- Records for the exercise
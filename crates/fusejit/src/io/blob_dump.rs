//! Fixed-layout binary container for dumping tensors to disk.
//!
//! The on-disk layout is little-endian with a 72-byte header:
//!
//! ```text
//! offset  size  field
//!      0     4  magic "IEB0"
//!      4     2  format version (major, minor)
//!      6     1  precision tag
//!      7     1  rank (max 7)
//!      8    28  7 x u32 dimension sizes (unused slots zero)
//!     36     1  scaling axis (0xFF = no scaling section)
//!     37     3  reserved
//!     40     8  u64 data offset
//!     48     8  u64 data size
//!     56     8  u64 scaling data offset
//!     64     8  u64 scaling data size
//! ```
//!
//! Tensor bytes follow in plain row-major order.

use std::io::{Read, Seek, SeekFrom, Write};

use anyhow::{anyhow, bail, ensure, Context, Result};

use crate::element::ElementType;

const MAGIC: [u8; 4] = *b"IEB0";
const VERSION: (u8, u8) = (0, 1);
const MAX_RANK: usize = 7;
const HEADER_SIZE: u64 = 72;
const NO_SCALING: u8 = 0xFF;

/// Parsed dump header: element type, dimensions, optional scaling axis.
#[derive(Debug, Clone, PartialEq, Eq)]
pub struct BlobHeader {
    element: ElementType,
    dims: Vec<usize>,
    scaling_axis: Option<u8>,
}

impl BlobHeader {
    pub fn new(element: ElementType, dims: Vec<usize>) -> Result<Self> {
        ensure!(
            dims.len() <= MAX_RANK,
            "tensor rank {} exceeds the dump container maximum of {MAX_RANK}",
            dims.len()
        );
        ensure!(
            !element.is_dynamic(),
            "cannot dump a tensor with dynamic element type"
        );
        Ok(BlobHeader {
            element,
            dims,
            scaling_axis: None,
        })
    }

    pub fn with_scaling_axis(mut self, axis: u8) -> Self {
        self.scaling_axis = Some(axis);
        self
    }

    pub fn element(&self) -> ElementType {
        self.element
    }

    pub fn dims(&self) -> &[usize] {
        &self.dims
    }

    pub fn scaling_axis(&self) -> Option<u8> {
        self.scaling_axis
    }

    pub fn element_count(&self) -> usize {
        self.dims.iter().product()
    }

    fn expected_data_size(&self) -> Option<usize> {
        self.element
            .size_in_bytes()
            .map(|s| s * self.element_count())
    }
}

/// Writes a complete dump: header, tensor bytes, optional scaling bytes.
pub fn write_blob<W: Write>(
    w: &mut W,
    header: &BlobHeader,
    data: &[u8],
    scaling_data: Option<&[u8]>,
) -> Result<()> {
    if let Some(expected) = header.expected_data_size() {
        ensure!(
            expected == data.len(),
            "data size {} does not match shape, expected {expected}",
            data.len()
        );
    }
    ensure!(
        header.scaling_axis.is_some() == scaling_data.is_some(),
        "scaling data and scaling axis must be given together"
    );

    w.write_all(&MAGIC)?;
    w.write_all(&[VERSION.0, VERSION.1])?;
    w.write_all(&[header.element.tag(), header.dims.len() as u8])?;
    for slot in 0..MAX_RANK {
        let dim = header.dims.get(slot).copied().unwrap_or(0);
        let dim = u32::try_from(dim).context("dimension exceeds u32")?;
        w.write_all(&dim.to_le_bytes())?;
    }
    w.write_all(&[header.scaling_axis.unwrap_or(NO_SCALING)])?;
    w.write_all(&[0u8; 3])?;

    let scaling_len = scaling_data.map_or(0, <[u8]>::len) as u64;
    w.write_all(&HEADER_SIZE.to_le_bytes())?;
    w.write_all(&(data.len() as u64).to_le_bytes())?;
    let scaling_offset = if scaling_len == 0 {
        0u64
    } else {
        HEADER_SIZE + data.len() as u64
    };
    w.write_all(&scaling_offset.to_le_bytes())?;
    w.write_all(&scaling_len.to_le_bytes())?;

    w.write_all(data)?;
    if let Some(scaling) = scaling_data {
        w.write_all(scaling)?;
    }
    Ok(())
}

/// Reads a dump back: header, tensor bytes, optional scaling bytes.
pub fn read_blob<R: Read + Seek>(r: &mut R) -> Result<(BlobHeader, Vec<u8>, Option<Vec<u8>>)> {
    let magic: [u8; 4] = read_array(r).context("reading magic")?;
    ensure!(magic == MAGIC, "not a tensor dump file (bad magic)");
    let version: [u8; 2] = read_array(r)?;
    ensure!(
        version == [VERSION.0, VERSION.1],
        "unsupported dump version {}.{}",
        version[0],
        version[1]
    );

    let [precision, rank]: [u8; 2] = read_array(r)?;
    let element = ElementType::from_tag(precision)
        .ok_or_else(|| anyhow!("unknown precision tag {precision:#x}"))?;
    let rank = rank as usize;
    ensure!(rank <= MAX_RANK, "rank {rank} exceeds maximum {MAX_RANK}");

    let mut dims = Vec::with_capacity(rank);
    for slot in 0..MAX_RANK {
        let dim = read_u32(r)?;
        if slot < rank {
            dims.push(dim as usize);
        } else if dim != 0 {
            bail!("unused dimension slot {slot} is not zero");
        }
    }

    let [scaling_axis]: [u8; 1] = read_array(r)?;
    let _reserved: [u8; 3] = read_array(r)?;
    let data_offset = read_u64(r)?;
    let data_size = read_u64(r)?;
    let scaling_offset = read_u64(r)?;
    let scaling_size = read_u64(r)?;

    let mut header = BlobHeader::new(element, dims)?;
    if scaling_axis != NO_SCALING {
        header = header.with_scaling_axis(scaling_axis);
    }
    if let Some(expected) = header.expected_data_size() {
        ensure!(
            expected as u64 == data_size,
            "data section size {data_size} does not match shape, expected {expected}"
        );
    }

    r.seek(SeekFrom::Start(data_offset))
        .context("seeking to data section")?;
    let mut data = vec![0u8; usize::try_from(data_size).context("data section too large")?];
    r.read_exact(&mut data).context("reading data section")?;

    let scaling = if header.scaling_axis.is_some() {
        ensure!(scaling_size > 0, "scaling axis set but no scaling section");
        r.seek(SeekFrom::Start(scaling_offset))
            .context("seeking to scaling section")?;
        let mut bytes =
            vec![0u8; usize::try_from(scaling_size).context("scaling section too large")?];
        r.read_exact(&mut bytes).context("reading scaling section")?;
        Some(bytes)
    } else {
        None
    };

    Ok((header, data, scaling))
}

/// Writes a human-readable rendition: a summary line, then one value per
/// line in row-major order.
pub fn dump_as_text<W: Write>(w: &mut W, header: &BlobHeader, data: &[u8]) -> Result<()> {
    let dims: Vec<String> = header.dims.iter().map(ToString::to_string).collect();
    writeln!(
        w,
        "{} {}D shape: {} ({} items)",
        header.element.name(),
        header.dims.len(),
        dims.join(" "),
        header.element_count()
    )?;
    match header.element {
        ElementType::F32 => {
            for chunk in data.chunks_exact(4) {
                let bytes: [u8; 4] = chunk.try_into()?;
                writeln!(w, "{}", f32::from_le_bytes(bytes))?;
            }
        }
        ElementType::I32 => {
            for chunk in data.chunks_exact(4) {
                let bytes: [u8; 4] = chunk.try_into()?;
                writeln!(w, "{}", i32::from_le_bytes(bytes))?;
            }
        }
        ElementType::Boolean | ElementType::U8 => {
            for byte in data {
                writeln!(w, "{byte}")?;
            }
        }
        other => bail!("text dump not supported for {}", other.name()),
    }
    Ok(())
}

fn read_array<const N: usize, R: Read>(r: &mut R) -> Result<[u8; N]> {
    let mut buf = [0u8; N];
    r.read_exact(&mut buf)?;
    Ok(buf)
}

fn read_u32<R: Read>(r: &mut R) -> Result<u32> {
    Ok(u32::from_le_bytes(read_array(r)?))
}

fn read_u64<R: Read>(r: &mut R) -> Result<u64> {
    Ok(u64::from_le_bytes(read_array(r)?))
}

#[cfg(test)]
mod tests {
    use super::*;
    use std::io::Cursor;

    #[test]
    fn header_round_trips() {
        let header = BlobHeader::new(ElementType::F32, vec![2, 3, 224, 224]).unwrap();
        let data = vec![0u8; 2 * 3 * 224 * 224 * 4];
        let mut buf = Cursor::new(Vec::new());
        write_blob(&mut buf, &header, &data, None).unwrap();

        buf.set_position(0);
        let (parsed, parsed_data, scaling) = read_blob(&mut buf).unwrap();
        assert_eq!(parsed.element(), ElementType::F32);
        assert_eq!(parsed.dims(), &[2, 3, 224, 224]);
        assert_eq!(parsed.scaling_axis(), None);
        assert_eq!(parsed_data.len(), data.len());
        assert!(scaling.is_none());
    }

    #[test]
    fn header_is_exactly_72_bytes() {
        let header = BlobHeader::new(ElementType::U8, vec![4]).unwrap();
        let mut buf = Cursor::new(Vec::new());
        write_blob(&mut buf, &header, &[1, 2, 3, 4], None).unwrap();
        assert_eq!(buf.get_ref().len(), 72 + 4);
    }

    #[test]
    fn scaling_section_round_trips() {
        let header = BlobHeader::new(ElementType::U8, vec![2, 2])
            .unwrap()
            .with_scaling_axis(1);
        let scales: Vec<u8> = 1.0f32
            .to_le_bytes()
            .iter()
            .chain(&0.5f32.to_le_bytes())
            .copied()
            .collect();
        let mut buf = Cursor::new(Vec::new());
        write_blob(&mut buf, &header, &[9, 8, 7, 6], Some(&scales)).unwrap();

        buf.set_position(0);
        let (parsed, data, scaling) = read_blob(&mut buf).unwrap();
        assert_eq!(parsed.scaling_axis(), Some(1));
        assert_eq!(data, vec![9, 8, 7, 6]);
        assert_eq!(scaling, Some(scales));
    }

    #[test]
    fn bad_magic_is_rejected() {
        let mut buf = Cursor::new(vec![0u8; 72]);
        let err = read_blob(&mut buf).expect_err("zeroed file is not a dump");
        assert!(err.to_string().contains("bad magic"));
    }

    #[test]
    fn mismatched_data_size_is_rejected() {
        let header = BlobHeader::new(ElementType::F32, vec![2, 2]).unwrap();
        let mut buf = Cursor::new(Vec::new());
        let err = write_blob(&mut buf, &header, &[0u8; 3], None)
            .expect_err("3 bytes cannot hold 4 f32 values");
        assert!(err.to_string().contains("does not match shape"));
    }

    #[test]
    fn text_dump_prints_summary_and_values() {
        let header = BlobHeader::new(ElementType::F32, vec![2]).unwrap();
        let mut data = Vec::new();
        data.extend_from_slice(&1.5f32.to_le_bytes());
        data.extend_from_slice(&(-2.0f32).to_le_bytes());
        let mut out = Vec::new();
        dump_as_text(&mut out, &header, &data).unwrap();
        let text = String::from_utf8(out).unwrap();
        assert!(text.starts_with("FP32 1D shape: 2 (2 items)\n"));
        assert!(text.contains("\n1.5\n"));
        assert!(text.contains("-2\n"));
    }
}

- Work item
Please count how many lines of the records include "exceeds", giving the number and nothing else.

- Reply to the task
3